→ **Exercise material**:
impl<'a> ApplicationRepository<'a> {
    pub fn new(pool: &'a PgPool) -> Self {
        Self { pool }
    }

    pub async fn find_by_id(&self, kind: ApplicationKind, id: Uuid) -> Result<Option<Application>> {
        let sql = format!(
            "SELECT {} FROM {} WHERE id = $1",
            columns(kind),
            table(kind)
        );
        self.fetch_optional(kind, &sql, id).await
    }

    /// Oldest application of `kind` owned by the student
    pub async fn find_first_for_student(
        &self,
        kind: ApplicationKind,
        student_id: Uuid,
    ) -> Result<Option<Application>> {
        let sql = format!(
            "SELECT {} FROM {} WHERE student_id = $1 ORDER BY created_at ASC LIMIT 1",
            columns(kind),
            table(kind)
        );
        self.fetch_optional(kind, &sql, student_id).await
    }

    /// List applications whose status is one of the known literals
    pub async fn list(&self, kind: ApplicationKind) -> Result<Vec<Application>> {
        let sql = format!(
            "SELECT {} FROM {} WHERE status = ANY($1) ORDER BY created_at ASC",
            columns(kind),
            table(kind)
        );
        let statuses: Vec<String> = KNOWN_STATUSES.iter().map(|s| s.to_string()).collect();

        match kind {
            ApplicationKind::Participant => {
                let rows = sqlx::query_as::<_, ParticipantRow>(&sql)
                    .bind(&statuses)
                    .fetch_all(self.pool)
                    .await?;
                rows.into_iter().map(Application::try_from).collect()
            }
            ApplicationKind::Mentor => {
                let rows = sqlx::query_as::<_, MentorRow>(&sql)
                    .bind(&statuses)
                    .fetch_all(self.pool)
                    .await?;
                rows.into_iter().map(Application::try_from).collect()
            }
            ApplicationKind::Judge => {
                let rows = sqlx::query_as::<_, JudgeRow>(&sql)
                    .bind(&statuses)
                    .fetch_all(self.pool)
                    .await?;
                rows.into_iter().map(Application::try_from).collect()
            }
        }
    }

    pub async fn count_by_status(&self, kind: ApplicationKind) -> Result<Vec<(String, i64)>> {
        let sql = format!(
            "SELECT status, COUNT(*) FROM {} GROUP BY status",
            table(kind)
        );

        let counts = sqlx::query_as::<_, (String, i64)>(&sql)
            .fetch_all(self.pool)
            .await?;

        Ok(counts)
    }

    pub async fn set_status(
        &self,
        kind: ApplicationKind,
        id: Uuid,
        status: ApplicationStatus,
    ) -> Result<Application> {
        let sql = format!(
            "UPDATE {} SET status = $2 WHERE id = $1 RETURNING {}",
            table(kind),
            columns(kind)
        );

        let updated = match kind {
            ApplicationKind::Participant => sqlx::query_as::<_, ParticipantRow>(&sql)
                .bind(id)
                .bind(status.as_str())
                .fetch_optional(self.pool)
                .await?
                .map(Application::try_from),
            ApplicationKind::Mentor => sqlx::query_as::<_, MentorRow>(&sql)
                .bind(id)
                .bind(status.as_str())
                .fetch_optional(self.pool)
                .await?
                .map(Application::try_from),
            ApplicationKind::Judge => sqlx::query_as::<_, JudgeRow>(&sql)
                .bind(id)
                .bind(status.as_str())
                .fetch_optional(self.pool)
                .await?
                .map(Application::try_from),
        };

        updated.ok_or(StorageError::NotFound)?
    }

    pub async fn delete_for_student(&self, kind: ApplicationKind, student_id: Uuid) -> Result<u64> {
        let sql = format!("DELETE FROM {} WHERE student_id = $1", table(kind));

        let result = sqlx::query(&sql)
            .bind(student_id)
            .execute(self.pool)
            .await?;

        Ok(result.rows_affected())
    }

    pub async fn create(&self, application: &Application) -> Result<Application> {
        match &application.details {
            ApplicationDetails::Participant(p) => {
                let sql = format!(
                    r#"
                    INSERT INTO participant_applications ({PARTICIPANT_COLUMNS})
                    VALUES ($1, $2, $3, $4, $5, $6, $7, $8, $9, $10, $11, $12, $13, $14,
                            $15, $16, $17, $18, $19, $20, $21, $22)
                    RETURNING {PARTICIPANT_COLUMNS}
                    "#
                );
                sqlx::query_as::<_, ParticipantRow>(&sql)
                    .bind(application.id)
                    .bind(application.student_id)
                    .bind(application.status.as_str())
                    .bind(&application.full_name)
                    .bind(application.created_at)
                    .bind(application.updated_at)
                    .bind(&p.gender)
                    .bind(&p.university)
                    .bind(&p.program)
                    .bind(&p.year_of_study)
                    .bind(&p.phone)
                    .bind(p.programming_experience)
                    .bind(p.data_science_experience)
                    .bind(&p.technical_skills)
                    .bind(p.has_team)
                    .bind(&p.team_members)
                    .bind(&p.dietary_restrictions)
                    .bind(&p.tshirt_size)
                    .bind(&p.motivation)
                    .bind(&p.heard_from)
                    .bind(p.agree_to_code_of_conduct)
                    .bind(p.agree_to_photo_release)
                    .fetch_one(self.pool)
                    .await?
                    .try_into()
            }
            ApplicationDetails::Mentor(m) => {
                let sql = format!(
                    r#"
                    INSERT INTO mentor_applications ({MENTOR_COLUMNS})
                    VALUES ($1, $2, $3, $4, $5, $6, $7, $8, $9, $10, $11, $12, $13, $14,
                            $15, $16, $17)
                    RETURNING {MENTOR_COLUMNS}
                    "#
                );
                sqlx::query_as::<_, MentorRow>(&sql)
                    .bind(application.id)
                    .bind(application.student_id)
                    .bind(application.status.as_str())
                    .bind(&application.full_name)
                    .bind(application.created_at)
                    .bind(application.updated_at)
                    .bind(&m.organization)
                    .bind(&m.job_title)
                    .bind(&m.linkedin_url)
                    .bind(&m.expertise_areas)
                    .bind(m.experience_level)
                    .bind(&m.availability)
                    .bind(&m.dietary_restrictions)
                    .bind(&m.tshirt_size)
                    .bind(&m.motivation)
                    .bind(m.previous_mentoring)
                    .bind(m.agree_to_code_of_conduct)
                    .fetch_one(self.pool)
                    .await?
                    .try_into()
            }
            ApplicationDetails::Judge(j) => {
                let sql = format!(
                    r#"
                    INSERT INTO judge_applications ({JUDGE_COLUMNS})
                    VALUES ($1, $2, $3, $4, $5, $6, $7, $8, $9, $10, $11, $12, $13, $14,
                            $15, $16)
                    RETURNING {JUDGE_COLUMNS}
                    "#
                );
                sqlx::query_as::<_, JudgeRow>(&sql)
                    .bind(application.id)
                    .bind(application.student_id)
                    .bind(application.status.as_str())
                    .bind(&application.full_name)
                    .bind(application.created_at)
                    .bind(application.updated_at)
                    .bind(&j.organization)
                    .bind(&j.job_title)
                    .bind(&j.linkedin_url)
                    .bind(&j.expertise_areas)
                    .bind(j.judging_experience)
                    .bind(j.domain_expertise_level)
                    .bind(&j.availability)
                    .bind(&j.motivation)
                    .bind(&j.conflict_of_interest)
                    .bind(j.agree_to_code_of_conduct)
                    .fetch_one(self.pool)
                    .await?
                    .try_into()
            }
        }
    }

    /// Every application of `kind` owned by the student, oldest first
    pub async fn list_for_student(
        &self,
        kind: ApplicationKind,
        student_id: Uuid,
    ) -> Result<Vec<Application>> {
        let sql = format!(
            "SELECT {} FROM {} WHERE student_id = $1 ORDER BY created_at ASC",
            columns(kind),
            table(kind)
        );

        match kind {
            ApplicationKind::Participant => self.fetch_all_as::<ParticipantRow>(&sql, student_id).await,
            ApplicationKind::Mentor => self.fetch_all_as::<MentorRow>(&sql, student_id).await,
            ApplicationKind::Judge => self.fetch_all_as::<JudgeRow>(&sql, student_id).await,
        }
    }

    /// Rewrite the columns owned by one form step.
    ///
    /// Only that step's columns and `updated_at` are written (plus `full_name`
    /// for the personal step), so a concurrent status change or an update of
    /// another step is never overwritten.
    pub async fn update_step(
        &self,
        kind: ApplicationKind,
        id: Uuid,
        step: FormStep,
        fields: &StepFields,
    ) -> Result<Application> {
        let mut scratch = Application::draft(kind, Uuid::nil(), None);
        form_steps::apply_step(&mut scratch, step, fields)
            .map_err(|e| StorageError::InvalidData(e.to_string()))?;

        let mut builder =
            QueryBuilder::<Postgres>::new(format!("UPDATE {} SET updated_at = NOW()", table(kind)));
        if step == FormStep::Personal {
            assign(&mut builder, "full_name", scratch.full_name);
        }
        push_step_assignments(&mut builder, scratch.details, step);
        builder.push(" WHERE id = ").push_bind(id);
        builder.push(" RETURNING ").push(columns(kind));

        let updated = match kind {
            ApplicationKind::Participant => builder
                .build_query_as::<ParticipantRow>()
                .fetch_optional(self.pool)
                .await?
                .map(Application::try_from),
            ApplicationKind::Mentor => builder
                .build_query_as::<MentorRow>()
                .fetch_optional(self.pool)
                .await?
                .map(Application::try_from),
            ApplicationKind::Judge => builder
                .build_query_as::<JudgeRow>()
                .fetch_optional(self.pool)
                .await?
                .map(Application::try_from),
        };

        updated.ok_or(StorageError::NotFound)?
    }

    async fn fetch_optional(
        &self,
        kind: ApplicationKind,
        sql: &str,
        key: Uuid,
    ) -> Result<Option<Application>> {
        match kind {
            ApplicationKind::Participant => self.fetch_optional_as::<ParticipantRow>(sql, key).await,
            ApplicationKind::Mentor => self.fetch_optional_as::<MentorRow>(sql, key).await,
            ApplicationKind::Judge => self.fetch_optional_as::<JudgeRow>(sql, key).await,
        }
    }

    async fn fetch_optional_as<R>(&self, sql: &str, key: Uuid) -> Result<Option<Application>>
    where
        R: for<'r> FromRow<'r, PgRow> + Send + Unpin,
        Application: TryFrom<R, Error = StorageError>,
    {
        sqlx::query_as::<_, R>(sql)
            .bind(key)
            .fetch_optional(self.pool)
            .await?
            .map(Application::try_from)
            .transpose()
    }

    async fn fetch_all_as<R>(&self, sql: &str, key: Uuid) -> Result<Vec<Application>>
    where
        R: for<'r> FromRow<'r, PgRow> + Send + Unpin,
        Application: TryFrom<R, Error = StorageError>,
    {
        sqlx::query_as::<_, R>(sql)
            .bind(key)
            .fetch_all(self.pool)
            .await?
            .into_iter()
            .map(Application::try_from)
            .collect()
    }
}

→ **Task brief**:
Restate the listing word for word, but only from its first line through the line with "pub async fn list(&self, kind: ApplicationKind)", keeping both end lines.

→ **Response**:
impl<'a> ApplicationRepository<'a> {
    pub fn new(pool: &'a PgPool) -> Self {
        Self { pool }
    }

    pub async fn find_by_id(&self, kind: ApplicationKind, id: Uuid) -> Result<Option<Application>> {
        let sql = format!(
            "SELECT {} FROM {} WHERE id = $1",
            columns(kind),
            table(kind)
        );
        self.fetch_optional(kind, &sql, id).await
    }

    /// Oldest application of `kind` owned by the student
    pub async fn find_first_for_student(
        &self,
        kind: ApplicationKind,
        student_id: Uuid,
    ) -> Result<Option<Application>> {
        let sql = format!(
            "SELECT {} FROM {} WHERE student_id = $1 ORDER BY created_at ASC LIMIT 1",
            columns(kind),
            table(kind)
        );
        self.fetch_optional(kind, &sql, student_id).await
    }

    /// List applications whose status is one of the known literals
    pub async fn list(&self, kind: ApplicationKind) -> Result<Vec<Application>> {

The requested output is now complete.